Risk relationship between leukocyte telomere length and constipation: a Mendelian randomization study.

Abstract

Some epidemiological studies have investigated the associations between aging and constipation, yet their outcomes are inconclusive, so we strive to ascertain whether aging is the cause of constipation. We conducted a two-sample Mendelian randomization (MR) analysis using publicly accessible genome-wide association study (GWAS) summary statistics. As a marker of cellular and biological aging, we employed 15 single-nucleotide polymorphisms as instrumental variables for leukocyte telomere length (LTL) as exposure and a GWAS for constipation in the Finnish database as an outcome. To select the instrumental variables strongly associated with the phenotype, we eliminated confounding factors and direct effects outcomes to determine the causal relationship of exposure factors on the outcome; the analysis was mainly performed using the random-effect inverse variance weighting method, MR-Egger, weighted median, and sensitivity analysis of the results.

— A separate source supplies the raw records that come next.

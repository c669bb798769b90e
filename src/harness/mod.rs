//! Command harness: a line-oriented read-eval loop over the running system.
//!
//! One command at a time, on one thread. The harness holds shared handles to
//! the policy and routines and talks to them only through their public
//! operations; it never starts, stops or drops them.

pub mod command;
pub mod input;
pub mod mode;

use std::io::Write;

use tracing::debug;

use crate::bootstrap::{RunningPolicy, RunningRoutine, RunningSystem};
use crate::error::{ComponentRef, MemtierError, Result};

pub use command::{parse_line, GetTarget, HarnessCommand, Parsed};
pub use input::{EditorReader, LineEditor, LineReader, StreamReader};
pub use mode::{select_mode, InputMode, StdinProbe, TerminalProbe, PROMPT_LABEL};

// ============================================================================
// Session
// ============================================================================

/// Harness session state: prompt, echo and what is bound.
#[derive(Clone, Default)]
pub struct Session {
    prompt: String,
    echo: bool,
    policy: Option<RunningPolicy>,
    routines: Option<Vec<RunningRoutine>>,
}

impl Session {
    pub fn new(prompt: impl Into<String>, echo: bool) -> Self {
        Self {
            prompt: prompt.into(),
            echo,
            policy: None,
            routines: None,
        }
    }

    /// Session configured for `mode`, with nothing bound.
    pub fn for_mode(mode: &InputMode) -> Self {
        Self::new(mode.prompt_label(), mode.echo())
    }

    /// Session for `-prompt`: labelled, never echoes, nothing bound.
    pub fn standalone() -> Self {
        Self::new(PROMPT_LABEL, false)
    }

    pub fn bind_policy(&mut self, policy: RunningPolicy) -> &mut Self {
        self.policy = Some(policy);
        self
    }

    /// Bind routines. An empty list leaves routines unbound.
    pub fn bind_routines(&mut self, routines: Vec<RunningRoutine>) -> &mut Self {
        if !routines.is_empty() {
            self.routines = Some(routines);
        }
        self
    }

    /// Bind everything a bootstrap produced.
    pub fn bind_system(&mut self, system: RunningSystem) -> &mut Self {
        if let Some(policy) = system.policy {
            self.bind_policy(policy);
        }
        self.bind_routines(system.routines)
    }

    pub fn prompt(&self) -> &str {
        &self.prompt
    }

    pub fn echo(&self) -> bool {
        self.echo
    }

    /// Run one command line and return its output.
    pub fn execute(&self, line: &str) -> Result<String> {
        match parse_line(line)? {
            Parsed::Help(text) => Ok(text),
            Parsed::Run(HarnessCommand::Get {
                target: GetTarget::Policy,
            }) => self.describe_policy(),
            Parsed::Run(HarnessCommand::Get {
                target: GetTarget::Routines,
            }) => self.describe_routines(),
            Parsed::Run(HarnessCommand::Policy { args }) => {
                let policy = self.policy.as_ref().ok_or(MemtierError::NotBound("policy"))?;
                policy
                    .instance
                    .dispatch(&args)
                    .map_err(|source| MemtierError::Command {
                        component: ComponentRef::policy(&policy.name),
                        source,
                    })
            }
            Parsed::Run(HarnessCommand::Routine { index, args }) => {
                let routines = self.routines.as_ref().ok_or(MemtierError::NotBound("routines"))?;
                let routine = index
                    .checked_sub(1)
                    .and_then(|idx| routines.get(idx))
                    .ok_or(MemtierError::NoSuchRoutine {
                        index,
                        count: routines.len(),
                    })?;
                routine
                    .instance
                    .dispatch(&args)
                    .map_err(|source| MemtierError::Command {
                        component: ComponentRef::routine(routine.ordinal, &routine.name),
                        source,
                    })
            }
        }
    }

    fn describe_policy(&self) -> Result<String> {
        let policy = self.policy.as_ref().ok_or(MemtierError::NotBound("policy"))?;
        let config = serde_json::to_string(&policy.instance.config())?;
        Ok(format!(
            "name: {}\nstarted: {}\nconfig: {}",
            policy.name,
            policy.started_at.to_rfc3339(),
            config
        ))
    }

    fn describe_routines(&self) -> Result<String> {
        let routines = self.routines.as_ref().ok_or(MemtierError::NotBound("routines"))?;
        let mut out = format!("{:<4} {:<20} {}", "#", "NAME", "STARTED");
        for routine in routines {
            out.push_str(&format!(
                "\n{:<4} {:<20} {}",
                routine.ordinal,
                routine.name,
                routine.started_at.to_rfc3339()
            ));
        }
        Ok(out)
    }
}

// ============================================================================
// Harness loop
// ============================================================================

/// Counts of what a harness run did.
#[derive(Debug, Clone, Copy, Default, PartialEq, Eq)]
pub struct HarnessSummary {
    pub commands: usize,
    pub failed: usize,
}

/// Read-eval loop binding a session to an input and an output sink.
pub struct Harness<R, W> {
    session: Session,
    reader: R,
    out: W,
}

impl<R: LineReader, W: Write> Harness<R, W> {
    pub fn new(session: Session, reader: R, out: W) -> Self {
        Self {
            session,
            reader,
            out,
        }
    }

    /// Process commands until input is exhausted.
    ///
    /// Command failures are written to the output and do not stop the loop;
    /// only input or output failures do.
    pub fn run(&mut self) -> Result<HarnessSummary> {
        let mut summary = HarnessSummary::default();

        while let Some(raw) = self.reader.read_line(self.session.prompt())? {
            let line = raw.trim();
            if line.is_empty() || line.starts_with('#') {
                continue;
            }

            if self.session.echo() {
                writeln!(self.out, "{}{}", self.session.prompt(), line)?;
            }

            summary.commands += 1;
            match self.session.execute(line) {
                Ok(output) => {
                    if !output.is_empty() {
                        writeln!(self.out, "{output}")?;
                    }
                }
                Err(e) => {
                    summary.failed += 1;
                    debug!(command = line, error = %e, "harness command failed");
                    writeln!(self.out, "error: {e}")?;
                }
            }
            self.out.flush()?;
        }

        debug!(
            commands = summary.commands,
            failed = summary.failed,
            "harness input exhausted"
        );
        Ok(summary)
    }

    /// Give back the output sink.
    pub fn into_output(self) -> W {
        self.out
    }
}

Random effect inverse variance weighted odds ratio = 1.035 (95% CI 0.907-1.180), but p = 0.612, which was not statistically significant. Other statistical methods, such as MR-Egger and weighted median, also yielded non-significant results. LTL as a proxy for aging does not necessarily indicate an increased likelihood of constipation. Further research is needed to explore the specific mechanisms of constipation.